В конце апреля мы с Левитаном уехали к Звенигороду писать этюды. Под горой раскинулась деревня Саввинская слобода. А на горе стоял красивейший монастырь святого Саввы. Место было дивное.

Поселились мы в комнате сзади избы, у крестьянки Федосьи Герасимовны. У нее уже жили художники – и потому в комнате было сделано большое окно. Еще в оврагах, у сараев и у плетней, лежал тающий снег. Солнце ярко светило. И лес был в розовой дымке…

Вечером мы сидели на завалинке дома. С нами старуха Федосья – рассказчица разных случаев, женщина умная. К нам подошла молодая красивая девица, в шляпке, в кружевных перчатках и в черной накидке, отделанной бисером, в то время называвшейся «дипломат». Франтиха из Звенигорода. Она поздоровалась с Федосьей Герасимовной и – жеманно – с нами, подав кончики пальцев. Села тоже на завалинку.

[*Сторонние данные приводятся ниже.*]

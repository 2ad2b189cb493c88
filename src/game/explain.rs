use crate::game::rules::MoveFacts;
use chess::Piece;

/// One-line prose account of a move, broadcast alongside the raw notation
/// so clients can show it without re-deriving anything.
pub fn describe_move(facts: &MoveFacts) -> String {
    let mut text = format!("{} plays {}", facts.mover, facts.uci);
    if let Some(victim) = facts.captured {
        text.push_str(&format!(", capturing a {}", piece_name(victim)));
    }
    if let Some(promoted) = facts.promotion {
        text.push_str(&format!(", promoting to a {}", piece_name(promoted)));
    }
    if facts.gives_check {
        text.push_str(", giving check");
    }
    text
}

pub fn piece_name(piece: Piece) -> &'static str {
    match piece {
        Piece::Pawn => "pawn",
        Piece::Knight => "knight",
        Piece::Bishop => "bishop",
        Piece::Rook => "rook",
        Piece::Queen => "queen",
        Piece::King => "king",
    }
}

Неожиданно для меня Левитан с нею разговорился и даже пошел ее провожать до Нехлюдова, где на речке у плотины стояла небольшая фабрика.

– Вот, пришла воструха! Значит, приедет ее вздохарь, – говорила мне Федосья Герасимовна.

– Какой вздохарь? – спросил я.

– Да Борис Абрамыч, что вот фабрику держит. Из льна вату гонит на Нехлюдове. Он – лысый, но деньги. Так она с ним эдак, вроде жены.

Только я сел к столу ужинать, дожидаясь Левитана, как к крыльцу подъехал тарантас, и в избу Федосьи вошел человек небольшого роста, в широком суконном пальто, с чемоданом, зонтиком, в калошах. Когда снял пальто – оказался в сюртуке. Большая цепочка. Держал себя развязно с Федосьей Герасимовной, как свой человек.

Вернулся и Левитан. Познакомились, и все сели за стол.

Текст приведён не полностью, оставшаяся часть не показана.